╭─ DATASET RECORDS
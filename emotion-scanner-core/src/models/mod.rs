pub mod classification;
pub mod config;
pub mod device;
pub mod error;
pub mod frame;
pub mod label;
pub mod signal;
pub mod snapshot;
pub mod state;
use serde::{Deserialize, Serialize};

/// Which way a camera points relative to the user.
#[derive(Debug, Clone, Copy, PartialEq, Eq, Hash, Serialize, Deserialize)]
#[serde(rename_all = "lowercase")]
pub enum FacingMode {
    User,
    Environment,
}

/// A camera available for capture.
#[derive(Debug, Clone, PartialEq, Eq, Serialize, Deserialize)]
pub struct CameraDevice {
    pub id: String,
    pub name: String,
    pub facing: Option<FacingMode>,
    pub is_default: bool,
}
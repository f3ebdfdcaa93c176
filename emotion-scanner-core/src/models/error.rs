use thiserror::Error;

/// Failures while opening the camera stream.
///
/// Surfaced to the user as a persistent message. Never retried
/// automatically; the host recovers by calling `start` again.
#[derive(Debug, Error, Clone, PartialEq, Eq)]
pub enum AcquisitionError {
    #[error("camera permission denied")]
    PermissionDenied,

    #[error("no camera device available")]
    DeviceNotAvailable,

    #[error("camera device busy")]
    DeviceBusy,

    #[error("camera backend error: {0}")]
    Backend(String),
}

/// Per-frame failures reported by a `FrameProvider`.
#[derive(Debug, Error, Clone, PartialEq, Eq)]
pub enum CaptureError {
    /// No image has been decoded yet. The tick is skipped, the loop continues.
    #[error("frame not available yet")]
    FrameUnavailable,

    /// The device went away mid-stream. Stops the tick loop.
    #[error("device lost: {0}")]
    DeviceLost(String),
}

/// Umbrella error for fallible scanner operations.
#[derive(Debug, Error, Clone, PartialEq, Eq)]
pub enum ScannerError {
    #[error(transparent)]
    Acquisition(#[from] AcquisitionError),

    #[error(transparent)]
    Capture(#[from] CaptureError),

    #[error("invalid state: {0}")]
    InvalidState(String),

    #[error("invalid frame: {0}")]
    InvalidFrame(String),

    #[error("configuration failed: {0}")]
    Configuration(String),
}
/// Scanner lifecycle state machine.
///
/// State transitions:
/// ```text
/// idle → scanning → idle        (stop)
///   ↓
/// error ──start──→ scanning     (acquisition failure, retried by the user)
/// ```
#[derive(Debug, Clone, PartialEq, Eq, Default)]
pub enum LifecycleState {
    #[default]
    Idle,
    Scanning,
    Error(String),
}

impl LifecycleState {
    pub fn is_idle(&self) -> bool {
        matches!(self, Self::Idle)
    }

    pub fn is_scanning(&self) -> bool {
        matches!(self, Self::Scanning)
    }

    pub fn is_error(&self) -> bool {
        matches!(self, Self::Error(_))
    }

    /// Whether `start` is accepted from this state.
    pub fn can_start(&self) -> bool {
        !self.is_scanning()
    }

    pub fn error_message(&self) -> Option<&str> {
        match self {
            Self::Error(message) => Some(message),
            _ => None,
        }
    }

    pub fn name(&self) -> &'static str {
        match self {
            Self::Idle => "idle",
            Self::Scanning => "scanning",
            Self::Error(_) => "error",
        }
    }
}
use serde::{Deserialize, Serialize};

/// Coarse statistics of one frame's per-pixel brightness.
#[derive(Debug, Clone, Copy, PartialEq, Default, Serialize, Deserialize)]
pub struct SignalVector {
    /// Mean per-pixel channel average, 0.0–255.0.
    pub brightness: f64,
    /// Population standard deviation of the same average, >= 0.
    pub dispersion: f64,
}

impl SignalVector {
    pub fn new(brightness: f64, dispersion: f64) -> Self {
        Self {
            brightness,
            dispersion,
        }
    }
}
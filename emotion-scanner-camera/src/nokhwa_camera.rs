//! Native webcam provider built on nokhwa.
//!
//! The camera is opened and read on a dedicated thread that keeps decoding
//! frames into a `FrameSlot`; `capture` clones the latest one. The platform
//! camera handle never leaves that thread.

use std::sync::atomic::{AtomicBool, Ordering};
use std::sync::mpsc;
use std::sync::Arc;
use std::thread;
use std::time::Duration;

use nokhwa::pixel_format::RgbFormat;
use nokhwa::utils::{CameraIndex, RequestedFormat, RequestedFormatType, Resolution};
use nokhwa::Camera;
use parking_lot::Mutex;

use emotion_scanner_core::models::config::ScannerConfig;
use emotion_scanner_core::models::device::{CameraDevice, FacingMode};
use emotion_scanner_core::models::error::{AcquisitionError, CaptureError};
use emotion_scanner_core::models::frame::Frame;
use emotion_scanner_core::traits::frame_provider::FrameProvider;

use crate::device_enumerator::{parse_index, CameraEnumerator};
use crate::permissions::{classify_open_error, request_camera_permission};
use crate::selection::select_device;
use crate::slot_stream::{FrameSlot, SlotStream};

/// Consecutive read failures before the device is reported lost.
const MAX_CONSECUTIVE_FAILURES: u32 = 30;
const RETRY_DELAY: Duration = Duration::from_millis(10);

/// Webcam capture through the platform's native API (V4L2, Media
/// Foundation, AVFoundation).
pub struct NokhwaCamera {
    pinned: Option<CameraDevice>,
    opened: Mutex<Option<CameraDevice>>,
}

impl NokhwaCamera {
    /// Pick a camera at acquisition time from the config's facing mode.
    pub fn default_device() -> Self {
        Self {
            pinned: None,
            opened: Mutex::new(None),
        }
    }

    /// Always open `device`, ignoring facing preferences.
    pub fn with_device(device: CameraDevice) -> Self {
        Self {
            pinned: Some(device),
            opened: Mutex::new(None),
        }
    }

    fn resolve_device(&self, config: &ScannerConfig) -> Result<CameraDevice, AcquisitionError> {
        if let Some(ref device) = self.pinned {
            return Ok(device.clone());
        }
        let devices = CameraEnumerator::new().list_cameras()?;
        select_device(&devices, config)
            .cloned()
            .ok_or(AcquisitionError::DeviceNotAvailable)
    }
}

impl FrameProvider for NokhwaCamera {
    type Stream = SlotStream;

    fn is_available(&self) -> bool {
        CameraEnumerator::new()
            .list_cameras()
            .map(|cameras| !cameras.is_empty())
            .unwrap_or(false)
    }

    fn acquire(&self, config: &ScannerConfig) -> Result<SlotStream, AcquisitionError> {
        request_camera_permission()?;

        let device = self.resolve_device(config)?;
        let index = parse_index(&device.id);
        let resolution = config.resolution;
        log::info!("Opening camera '{}' (id {})", device.name, device.id);

        let (ready_tx, ready_rx) = mpsc::channel();
        let stream = SlotStream::spawn("nokhwa-capture", move |running, slot| {
            capture_loop(index, resolution, running, slot, ready_tx);
        })
        .map_err(|e| AcquisitionError::Backend(format!("failed to spawn capture thread: {}", e)))?;

        match ready_rx.recv() {
            Ok(Ok(())) => {
                *self.opened.lock() = Some(device);
                Ok(stream)
            }
            Ok(Err(e)) => Err(e),
            Err(_) => Err(AcquisitionError::Backend(
                "capture thread exited while opening the camera".into(),
            )),
        }
    }

    fn capture(&self, stream: &mut SlotStream) -> Result<Frame, CaptureError> {
        stream.latest()
    }

    fn release(&self, stream: &mut SlotStream) {
        stream.stop();
    }

    fn device_info(&self) -> CameraDevice {
        if let Some(device) = self.opened.lock().clone() {
            return device;
        }
        self.pinned.clone().unwrap_or_else(|| CameraDevice {
            id: "default".into(),
            name: "Default Camera".into(),
            facing: Some(FacingMode::User),
            is_default: true,
        })
    }
}

/// Body of the capture thread.
///
/// Sequence:
/// 1. Open the camera with the requested format
/// 2. Start the stream and report readiness (or the failure) to `acquire`
/// 3. Decode frames into the slot until `running` goes false
/// 4. Stop the stream
fn capture_loop(
    index: CameraIndex,
    resolution: Option<(u32, u32)>,
    running: Arc<AtomicBool>,
    slot: FrameSlot,
    ready: mpsc::Sender<Result<(), AcquisitionError>>,
) {
    let requested = match resolution {
        Some((width, height)) => RequestedFormat::new::<RgbFormat>(
            RequestedFormatType::HighestResolution(Resolution::new(width, height)),
        ),
        None => RequestedFormat::new::<RgbFormat>(RequestedFormatType::AbsoluteHighestFrameRate),
    };

    let mut camera = match Camera::new(index, requested) {
        Ok(camera) => camera,
        Err(e) => {
            let _ = ready.send(Err(classify_open_error(&e.to_string())));
            return;
        }
    };

    if let Err(e) = camera.open_stream() {
        let _ = ready.send(Err(classify_open_error(&e.to_string())));
        return;
    }

    let native = camera.resolution();
    log::info!(
        "Camera stream open at {}x{}",
        native.width(),
        native.height()
    );
    let _ = ready.send(Ok(()));

    let mut failures: u32 = 0;
    while running.load(Ordering::SeqCst) {
        match camera
            .frame()
            .and_then(|buffer| buffer.decode_image::<RgbFormat>())
        {
            Ok(image) => {
                failures = 0;
                let (width, height) = (image.width(), image.height());
                match Frame::from_rgb(width, height, image.into_raw()) {
                    Ok(frame) => slot.store(frame),
                    Err(e) => log::warn!("Dropping malformed camera frame: {}", e),
                }
            }
            Err(e) => {
                failures += 1;
                log::debug!("Camera read failed ({} in a row): {}", failures, e);
                if failures >= MAX_CONSECUTIVE_FAILURES {
                    log::error!("Camera stopped delivering frames: {}", e);
                    slot.mark_lost(e.to_string());
                    break;
                }
                thread::sleep(RETRY_DELAY);
            }
        }
    }

    if let Err(e) = camera.stop_stream() {
        log::warn!("Failed to stop camera stream: {}", e);
    }
}
mod commands;
mod config;
mod scanner_state;

use std::process::ExitCode;
use std::sync::mpsc::TryRecvError;
use std::sync::Arc;
use std::thread;
use std::time::{Duration, Instant};

use emotion_scanner_core::{CaptureLifecycle, FrameProvider, ScanSnapshot};

use clap::Parser;

use commands::{Command, Flow};
use config::{Cli, TerminalConfig};
use scanner_state::{emit, TerminalDelegate, TerminalEvent};

#[cfg(feature = "native")]
fn camera() -> emotion_scanner_camera::NokhwaCamera {
    emotion_scanner_camera::NokhwaCamera::default_device()
}

#[cfg(not(feature = "native"))]
fn camera() -> emotion_scanner_camera::TestPatternCamera {
    emotion_scanner_camera::TestPatternCamera::default()
}

fn main() -> ExitCode {
    env_logger::init();

    let config = match TerminalConfig::from_cli(Cli::parse()) {
        Ok(config) => config,
        Err(e) => {
            log::error!("{}", e);
            return ExitCode::FAILURE;
        }
    };
    let provider = Arc::new(camera());
    log::info!("Using camera: {}", provider.device_info().name);

    let mut scanner = match CaptureLifecycle::new(provider, config.scanner.clone()) {
        Ok(scanner) => scanner,
        Err(e) => {
            log::error!("Invalid scanner configuration: {}", e);
            return ExitCode::FAILURE;
        }
    };
    scanner.set_delegate(TerminalDelegate::new(config.verbose_results));

    let commands = match commands::spawn_reader() {
        Ok(rx) => rx,
        Err(e) => {
            log::error!("Failed to read commands: {}", e);
            return ExitCode::FAILURE;
        }
    };

    eprintln!("Commands: start, stop, status, devices, labels, quit");
    run(&mut scanner, &commands, &config);
    ExitCode::SUCCESS
}

/// Display-refresh loop: drain commands, drive one scanner frame, print the
/// projection when it changes label or every `print_every` refreshes.
fn run<P: FrameProvider>(
    scanner: &mut CaptureLifecycle<P>,
    commands: &std::sync::mpsc::Receiver<Command>,
    config: &TerminalConfig,
) {
    let refresh = Duration::from_secs_f64(1.0 / config.refresh_hz);
    let monitor = scanner.monitor();
    let mut last_printed = ScanSnapshot::default();
    let mut refreshes: u64 = 0;

    loop {
        let frame_start = Instant::now();

        loop {
            match commands.try_recv() {
                Ok(command) => {
                    if commands::handle(command, scanner) == Flow::Quit {
                        return;
                    }
                }
                Err(TryRecvError::Empty) => break,
                Err(TryRecvError::Disconnected) => {
                    scanner.stop();
                    return;
                }
            }
        }

        scanner.on_frame(chrono::Utc::now());
        refreshes += 1;

        let snapshot = monitor.snapshot();
        let label_changed = snapshot.label != last_printed.label;
        let periodic = snapshot.is_scanning && refreshes % config.print_every == 0;
        if label_changed || periodic {
            emit(&TerminalEvent::Snapshot {
                snapshot: &snapshot,
            });
            last_printed = snapshot;
        }

        if let Some(remaining) = refresh.checked_sub(frame_start.elapsed()) {
            thread::sleep(remaining);
        }
    }
}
╰─
▸ **EXERCISE PROMPT**:
Each line above that contains the word "Serialize" should be copied.

▸ **RESPONSE TO THIS TASK**:
use serde::{Deserialize, Serialize};
#[derive(Debug, Clone, Copy, PartialEq, Eq, Hash, Serialize, Deserialize)]
#[derive(Debug, Clone, PartialEq, Eq, Serialize, Deserialize)]
use serde::{Deserialize, Serialize};
#[derive(Debug, Clone, Copy, PartialEq, Default, Serialize, Deserialize)]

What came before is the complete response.